You realize that you are in a mess. Your relationship has gone to pot and you think you know the reason. Poor communication. You and your partner haven’t been talking and sharing with each other like you used to. No matter what you think the problem may be, it usually boils down to the main issue that one or both of you refuse to discuss whatever is causing the problem.
Every couple has their rough spots in the first few years, but if you don’t talk about them and deal with them, they will only get worse. If you don’t learn communication in the early years, don’t expect things to get better. They will only get worse without communication.
Perhaps you are debating the best way to solve things. Maybe you are thinking of going to a workshop, therapist, counselor, or even doing a relationship question and answer quiz together. It doesn’t matter what you do as long as you are both being honest and sharing your feelings with each other.
“Well, I’ve tried to talk to him/her, but we just end up fighting and screaming at each other and we accomplish nothing.” That is the purpose of the many measures listed above. The goal of a counselor or other person is to keep things from melting down to a screaming match.

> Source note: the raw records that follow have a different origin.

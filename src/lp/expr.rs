//! Linear expressions over model variables.

use serde::{Deserialize, Serialize};
use std::collections::BTreeMap;
use std::ops::{Add, AddAssign, Mul, Neg, Sub};

/// Handle of a declared variable (dense index into its model).
#[derive(Debug, Clone, Copy, PartialEq, Eq, Hash, PartialOrd, Ord, Serialize, Deserialize)]
pub struct VarId(pub(crate) usize);

impl VarId {
    /// Position of the variable in declaration order.
    #[inline]
    pub fn index(self) -> usize {
        self.0
    }
}

/// A linear expression `Σ coeff · var`.
///
/// Terms are kept in insertion order and may repeat a variable;
/// [`LinearExpr::compact`] merges them.
#[derive(Debug, Clone, Default, PartialEq, Serialize, Deserialize)]
pub struct LinearExpr {
    terms: Vec<(VarId, f64)>,
}

impl LinearExpr {
    /// Creates an empty expression.
    pub fn new() -> Self {
        Self { terms: Vec::new() }
    }

    /// Expression with a single term.
    pub fn term(var: VarId, coeff: f64) -> Self {
        Self {
            terms: vec![(var, coeff)],
        }
    }

    /// Sum of the given variables with coefficient 1.
    pub fn sum(vars: impl IntoIterator<Item = VarId>) -> Self {
        vars.into_iter().map(|v| (v, 1.0)).collect()
    }

    /// Appends a term.
    pub fn add_term(&mut self, var: VarId, coeff: f64) {
        self.terms.push((var, coeff));
    }

    /// Builder form of [`LinearExpr::add_term`].
    pub fn with_term(mut self, var: VarId, coeff: f64) -> Self {
        self.add_term(var, coeff);
        self
    }

    /// Raw terms in insertion order.
    pub fn terms(&self) -> &[(VarId, f64)] {
        &self.terms
    }

    /// Whether the expression has no terms at all.
    pub fn is_empty(&self) -> bool {
        self.terms.is_empty()
    }

    /// Multiplies every coefficient by `factor`.
    pub fn scaled(mut self, factor: f64) -> Self {
        for (_, coeff) in &mut self.terms {
            *coeff *= factor;
        }
        self
    }

    /// Merged terms, one per variable, ordered by variable index,
    /// with zero coefficients dropped.
    pub fn compact(&self) -> Vec<(VarId, f64)> {
        let mut merged: BTreeMap<VarId, f64> = BTreeMap::new();
        for &(var, coeff) in &self.terms {
            *merged.entry(var).or_insert(0.0) += coeff;
        }
        merged.into_iter().filter(|&(_, c)| c != 0.0).collect()
    }

    /// Evaluates the expression under an assignment.
    pub fn evaluate(&self, value: impl Fn(VarId) -> f64) -> f64 {
        self.terms.iter().map(|&(var, coeff)| coeff * value(var)).sum()
    }
}

impl From<VarId> for LinearExpr {
    fn from(var: VarId) -> Self {
        Self::term(var, 1.0)
    }
}

impl FromIterator<(VarId, f64)> for LinearExpr {
    fn from_iter<I: IntoIterator<Item = (VarId, f64)>>(iter: I) -> Self {
        Self {
            terms: iter.into_iter().collect(),
        }
    }
}

impl Extend<(VarId, f64)> for LinearExpr {
    fn extend<I: IntoIterator<Item = (VarId, f64)>>(&mut self, iter: I) {
        self.terms.extend(iter);
    }
}

impl AddAssign for LinearExpr {
    fn add_assign(&mut self, rhs: Self) {
        self.terms.extend(rhs.terms);
    }
}

impl Add for LinearExpr {
    type Output = LinearExpr;

    fn add(mut self, rhs: Self) -> Self::Output {
        self += rhs;
        self
    }
}

impl Neg for LinearExpr {
    type Output = LinearExpr;

    fn neg(self) -> Self::Output {
        self.scaled(-1.0)
    }
}

impl Sub for LinearExpr {
    type Output = LinearExpr;

    fn sub(self, rhs: Self) -> Self::Output {
        self + (-rhs)
    }
}

impl Mul<f64> for LinearExpr {
    type Output = LinearExpr;

    fn mul(self, rhs: f64) -> Self::Output {
        self.scaled(rhs)
    }
}

#[cfg(test)]
mod tests {
    use super::*;

    #[test]
    fn test_compact_merges_and_drops_zeros() {
        let x = VarId(0);
        let y = VarId(1);
        let z = VarId(2);
        let expr = LinearExpr::new()
            .with_term(y, 2.0)
            .with_term(x, 1.0)
            .with_term(y, -0.5)
            .with_term(z, 3.0)
            .with_term(z, -3.0);
        assert_eq!(expr.compact(), vec![(x, 1.0), (y, 1.5)]);
    }

    #[test]
    fn test_arithmetic() {
        let x = VarId(0);
        let y = VarId(1);
        let out = LinearExpr::sum([x, y]);
        let inflow = LinearExpr::from(y);
        let balance = (out - inflow) * 2.0;
        assert_eq!(balance.compact(), vec![(x, 2.0)]);
    }

    #[test]
    fn test_evaluate() {
        let x = VarId(0);
        let y = VarId(1);
        let expr = LinearExpr::term(x, 3.0).with_term(y, -1.0);
        let values = [2.0, 4.0];
        assert!((expr.evaluate(|v| values[v.index()]) - 2.0).abs() < 1e-12);
    }
}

You go to the counselor and they don’t say much, just sit and listen to you talk. They have done more for you than you may realize. They have provided an environment that is conducive to communication.
It is likely that the counselor will have words of wisdom and advice for you both. This is very useful in speeding up the healing process that needs to happen. You can be very thankful for the therapist you have if they are able to help you both start communicating. This may very well have just saved your marriage. There is still hope if you are still having disagreements. Don’t stop communicating. This is your only hope.
The difficulties you are having may stem from a number of problems. Arguments about money, sex, infidelity, the list could go on for pages and pages. The key to resolving these conflicts is to talk them through.
If there is no communication, you can mark it down, the relationship is going to fail. If there is communication, the relationship has more hope of surviving than ever before.
Besides importance of communication, the writer also regularly pens articles on 90 round tablecloths and vinyl floor tiles.